Wooley was familiar with Miles’ music even before he spent the late 1990s in Denver with the late cornetist. In his pre-concert remarks, he called Miles’ My Cruel Heart one of the greatest recordings of all time. This was not the first time he has used Miles as inspiration. Wooley’s group Argonautica gave him a chance to perform with Miles, and “A Catastrophic Legend”, part of Wooley’s 2022 release, Ancient Songs of Burlap Heroes, was penned as a love letter to his mentor.

 

“I spent a lot of time with Ron,” Wooley says in an interview in PostGenre. “I don’t think he would have ever allowed me to call myself his student, just because he was incredibly humble. But even without the label ‘student’, I learned so much from him. I watched him devote his life to the sound in his head. Sometimes these came across as long conversations about trumpet technique. He was incredibly virtuosic. I’m not sure most people truly knew how gifted he was on the trumpet. Ron was also constantly curious about not only music but also art, books, and really anything he could find a way to incorporate into his music. I think what I learned most from him was to be a good human being first. Work at treating people ethically. Be a good friend. Care for other people. Bring love and joy into the world. Those things must come first before you work on your music. I always got the feeling that was the order of operations for Ron. I try to live up to that example.”

 

Wooley told 75 audience members that the concert was a meditation on loss and the ways we mourn, both quietly and loudly. He began his evening-length suite with an understated unaccompanied solo that only hinted at his prodigious ability to extend the conventional parameters of his instrument. It was a subdued and heartfelt soliloquy. Over the course of the evening the band filled the Blue Room with rock intensity, complete with back-beats and fuzz guitar.

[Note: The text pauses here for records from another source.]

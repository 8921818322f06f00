//! Command-line caller for resumable frame uploads.

mod digest;

use anyhow::{Context, Result};
use chunklift_client::{
    ChunkTransport, ChunkedUploader, FailureKind, ResumeStatus, SessionId, UploaderConfig,
};
use clap::{Args, Parser, Subcommand};
use figment::Figment;
use figment::providers::{Env, Format, Serialized, Toml};
use serde::{Deserialize, Serialize};
use std::path::{Path, PathBuf};

#[derive(Parser)]
#[command(name = "chunklift")]
#[command(about = "Resumable chunked upload of captured frames")]
#[command(version)]
struct Cli {
    #[command(flatten)]
    server: ServerArgs,

    #[command(subcommand)]
    command: Commands,
}

#[derive(Args, Clone)]
struct ServerArgs {
    /// Uploader config file path
    #[arg(long, global = true, env = "CHUNKLIFT_CONFIG")]
    config: Option<PathBuf>,

    /// Server host (overrides config)
    #[arg(long, global = true)]
    host: Option<String>,

    /// Server port (overrides config)
    #[arg(long, global = true)]
    port: Option<u16>,

    /// Device identifier (overrides config)
    #[arg(long, global = true)]
    device_id: Option<String>,
}

#[derive(Subcommand)]
enum Commands {
    /// Upload a captured frame, resuming a persisted session when possible
    Upload {
        /// Frame file to upload
        file: PathBuf,
        /// File holding the session id across restarts
        #[arg(long)]
        session_file: Option<PathBuf>,
        /// Do not send a SHA-256 digest for server-side verification
        #[arg(long)]
        no_hash: bool,
        /// Leave the session open after the last chunk
        #[arg(long)]
        no_finalize: bool,
    },
    /// Show how many bytes the server has confirmed for a session
    Status {
        /// Session id returned by a previous upload
        #[arg(long)]
        session_id: String,
    },
    /// Finalize a fully uploaded session
    Finalize {
        /// Session id returned by a previous upload
        #[arg(long)]
        session_id: String,
        /// Total payload size in bytes
        #[arg(long)]
        size: u64,
    },
}

#[tokio::main]
async fn main() -> Result<()> {
    tracing_subscriber::fmt()
        .with_env_filter(
            tracing_subscriber::EnvFilter::try_from_default_env().unwrap_or_else(|_| "info".into()),
        )
        .with_writer(std::io::stderr)
        .init();

    let Cli { server, command } = Cli::parse();
    let config = load_config(&server)?;

    match command {
        Commands::Upload {
            file,
            session_file,
            no_hash,
            no_finalize,
        } => handle_upload(config, &file, session_file.as_deref(), no_hash, no_finalize).await,
        Commands::Status { session_id } => handle_status(config, &session_id).await,
        Commands::Finalize { session_id, size } => {
            handle_finalize(config, &session_id, size).await
        }
    }
}

/// Config file (optional), then `CHUNKLIFT_` environment variables, then flags.
fn load_config(args: &ServerArgs) -> Result<UploaderConfig> {
    let mut figment = Figment::new();

    if let Some(path) = &args.config {
        if !path.exists() {
            anyhow::bail!("config file not found: {}", path.display());
        }
        tracing::debug!(config_path = %path.display(), "loading configuration from file");
        figment = figment.merge(Toml::file(path));
    }

    figment = figment.merge(Env::prefixed("CHUNKLIFT_"));

    if let Some(host) = &args.host {
        figment = figment.merge(Serialized::default("server_host", host));
    }
    if let Some(port) = args.port {
        figment = figment.merge(Serialized::default("server_port", port));
    }
    if let Some(device_id) = &args.device_id {
        figment = figment.merge(Serialized::default("device_id", device_id));
    }

    let config: UploaderConfig = figment
        .extract()
        .context("failed to load uploader configuration")?;
    config.validate()?;
    Ok(config)
}

/// Session persisted across restarts, tied to the payload it was opened for.
#[derive(Debug, Serialize, Deserialize)]
struct SessionRecord {
    session_id: SessionId,
    total_size: u64,
    digest: String,
}

impl SessionRecord {
    fn matches(&self, total_size: u64, digest: &str) -> bool {
        self.total_size == total_size && self.digest == digest
    }
}

async fn read_session_file(path: &Path) -> Result<Option<SessionRecord>> {
    let contents = match tokio::fs::read_to_string(path).await {
        Ok(contents) => contents,
        Err(e) if e.kind() == std::io::ErrorKind::NotFound => return Ok(None),
        Err(e) => {
            return Err(anyhow::anyhow!(e).context(format!(
                "failed to read session file {}",
                path.display()
            )));
        }
    };
    match toml::from_str(&contents) {
        Ok(record) => Ok(Some(record)),
        Err(e) => {
            tracing::warn!(path = %path.display(), error = %e, "ignoring unreadable session file");
            Ok(None)
        }
    }
}

async fn write_session_file(path: &Path, record: &SessionRecord) -> Result<()> {
    if let Some(parent) = path.parent().filter(|p| !p.as_os_str().is_empty()) {
        tokio::fs::create_dir_all(parent).await?;
    }
    let contents = toml::to_string(record).context("failed to serialize session record")?;
    tokio::fs::write(path, contents)
        .await
        .with_context(|| format!("failed to write session file {}", path.display()))
}

/// Reattach to a persisted session. `false` means the caller starts a new one.
async fn try_resume(
    uploader: &mut ChunkedUploader,
    record: &SessionRecord,
    total_size: u64,
    digest: &str,
) -> Result<bool> {
    let session_id = &record.session_id;
    if !record.matches(total_size, digest) {
        println!("Session {session_id} belongs to a different payload; starting over");
        return Ok(false);
    }

    uploader.resume_session(session_id.clone(), total_size)?;
    match uploader.query_resume_status().await {
        Ok(ResumeStatus::Resume(offset)) => {
            println!("Resuming session {session_id} at {offset}/{total_size} bytes");
            Ok(true)
        }
        Ok(ResumeStatus::Unknown) => {
            println!("Server no longer knows session {session_id}; starting over");
            uploader.abandon();
            Ok(false)
        }
        Err(e) if e.kind() == FailureKind::Protocol => {
            println!("Server state for session {session_id} does not fit this payload ({e}); starting over");
            uploader.abandon();
            Ok(false)
        }
        Err(e) => Err(anyhow::Error::new(e).context("failed to query resume status")),
    }
}

async fn handle_upload(
    config: UploaderConfig,
    file: &Path,
    session_file: Option<&Path>,
    no_hash: bool,
    no_finalize: bool,
) -> Result<()> {
    let payload = tokio::fs::read(file)
        .await
        .with_context(|| format!("failed to read {}", file.display()))?;
    if payload.is_empty() {
        anyhow::bail!("{} is empty", file.display());
    }
    let total_size = payload.len() as u64;
    let digest = digest::sha256_hex(&payload);

    let mut uploader = ChunkedUploader::new(config)?;

    let persisted = match session_file {
        Some(path) => read_session_file(path).await?,
        None => None,
    };
    let resumed = match persisted {
        Some(record) => try_resume(&mut uploader, &record, total_size, &digest).await?,
        None => false,
    };

    if !resumed {
        let hash = (!no_hash).then_some(digest.as_str());
        let session_id = uploader
            .start(total_size, hash)
            .await
            .context("failed to start upload session")?;
        if let Some(path) = session_file {
            let record = SessionRecord {
                session_id: session_id.clone(),
                total_size,
                digest: digest.clone(),
            };
            write_session_file(path, &record).await?;
        }
        println!("Started session {session_id} for {total_size} bytes");
    }

    let uploaded = uploader.upload_payload(&payload).await;
    println!(
        "Progress: {}/{} bytes ({:.1}%)",
        uploader.bytes_confirmed(),
        uploader.total_size(),
        uploader.progress()
    );
    uploaded.context("upload interrupted; rerun with the same session file to resume")?;

    let session_id = uploader
        .session_id()
        .cloned()
        .context("upload finished without a session")?;

    if no_finalize {
        println!("Uploaded session {session_id} (not finalized)");
        return Ok(());
    }

    uploader
        .finalize()
        .await
        .with_context(|| format!("failed to finalize session {session_id}"))?;

    if let Some(path) = session_file
        && let Err(e) = tokio::fs::remove_file(path).await
        && e.kind() != std::io::ErrorKind::NotFound
    {
        tracing::warn!(path = %path.display(), error = %e, "failed to remove session file");
    }

    println!("Upload verified: session {session_id}");
    Ok(())
}

async fn handle_status(config: UploaderConfig, session_id: &str) -> Result<()> {
    let session_id = SessionId::parse(session_id)?;
    let transport = ChunkTransport::new(&config)?;
    match transport.query_status(&session_id).await? {
        ResumeStatus::Resume(offset) => {
            println!("Session {session_id}: {offset} bytes confirmed");
        }
        ResumeStatus::Unknown => {
            println!("Session {session_id}: unknown to server");
        }
    }
    Ok(())
}

async fn handle_finalize(config: UploaderConfig, session_id: &str, size: u64) -> Result<()> {
    let session_id = SessionId::parse(session_id)?;
    let mut uploader = ChunkedUploader::new(config)?;
    uploader.resume_session(session_id.clone(), size)?;

    if let ResumeStatus::Unknown = uploader.query_resume_status().await? {
        anyhow::bail!("server does not know session {session_id}");
    }
    uploader
        .finalize()
        .await
        .with_context(|| format!("failed to finalize session {session_id}"))?;

    println!("Upload verified: session {session_id}");
    Ok(())
}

At other times, pedal steel twang and cicada-like maracas held our attention. One of the themes the band explored was “Wildwood Flower”, made famous almost 100 years ago by the Carter family. The country classic was a favorite of Miles, and Columbia Icefield dealt at length with its beautiful melody. The concert ended as it began, with delicate trumpet eloquence.

 

The members of Columbia Icefield inhabit a transformed hybridized space. Alcorn has taken an instrument firmly rooted in a very specific genre and catapulted it into a completely new realm. Mendoza, whose parents are Bolivian and Bosnian, and Sawyer, who has Mexican and Anglo roots, are artists able to mix multiple styles into a joyful blend. Whether it is Mendoza’s 21st century progressive rock vibe on her new recording, Echolocation, Alcorn’s mash-up of Chilean folk and nueva cancion with free improvisation on her new recording, Canto, or Ryan Sawyer’s cassette releases, Baby Rattle and Death Rattle, where he plays maracas exclusively, these are musicians who are comfortable operating in in-between places.

 

The band was in Philadelphia and New York before coming to Easthampton. They were making their way to Toronto and Quebec’s Festival International de Musique Actuelle in Victoriaville. There are plans for the quartet to reconvene in the fall to record the material we just heard. While on a personal level it is important for Nate Wooley to memorialize the legacy of Ron Miles, making sure the jazz public understands Miles’ contribution to the music is equally critical. This project will have the added benefit of solidifying the reputation of one of Miles’ most important progenitors.